Brain-targeted lycopene-loaded microemulsion modulates neuroinflammation, oxidative stress, apoptosis and synaptic plasticity in β-amyloid-induced Alzheimer's disease mice

Objectives: beta-Amyloid protein (A beta) plays pivotal roles in pathogenesis of Alzheimer's disease (AD) and triggers various pathophysiological events. Lycopene is a promising neuroprotector with multiple bioactivities, while its bioavailability is limited. Lycopene-loaded microemulsion (LME) possessing superior bioavailability and brain-targeting efficiency was developed in our previous study. In this investigation, we aimed to comprehensively evaluate its neuroprotective effects and underlying mechanisms using intracerebroventricular (ICV) A beta(1-42) injection mice. Methods: Mice were assigned to the Sham, A beta, A beta + LME and A beta + lycopene dissolved in olive oil (LOO) groups. ICV A beta(1-42) administration was performed, followed by oral gavage of brain-targeted LME or conventional LOO formulation for 3 weeks.
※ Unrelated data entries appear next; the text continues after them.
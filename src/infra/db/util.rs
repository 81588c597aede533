use crate::application::repos::RepoError;

pub fn map_sqlx_error(err: sqlx::Error) -> RepoError {
    match err {
        sqlx::Error::RowNotFound => RepoError::NotFound,
        sqlx::Error::Database(db)
            if db.message().contains("constraint failed")
                || db.message().contains("datatype mismatch") =>
        {
            RepoError::InvalidInput {
                message: db.message().to_string(),
            }
        }
        sqlx::Error::Database(db) if db.message().contains("database is locked") => {
            RepoError::Timeout
        }
        sqlx::Error::PoolTimedOut => RepoError::Timeout,
        other => RepoError::from_persistence(other),
    }
}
Brain samples were harvested for immunohistochemistry, biochemical assays and western blotting analyses. Results: Our findings verified A beta-induced neurotoxicity on neuroinflammation, oxidative stress, apoptosis, A beta metabolisms and synaptic plasticity. LME supplementation dramatically attenuated astrocytosis and microgliosis, decreased malondialdehyde production and rescued antioxidant capacities, normalized apoptotic parameters and alleviated neuronal loss, inhibited amyloidogenic processing and activated non-amyloidogenic pathway, together with upregulating synaptic protein expressions and restoring synaptic plasticity. Nevertheless, most of these phenomena were not observed for mice treated with LOO, implying that LME showed significantly higher therapeutic efficacy against A beta injury. Discussion: In summary, brain-targeted LME could exert neuroprotective function via suppressing a series of cascades triggered by A beta aggregates, thus ameliorating A beta neurotoxicity and associated abnormalities. Given this, LME may serve as an attractive candidate for AD prevention and treatment, and superiority of brain-targeting delivery is highlighted.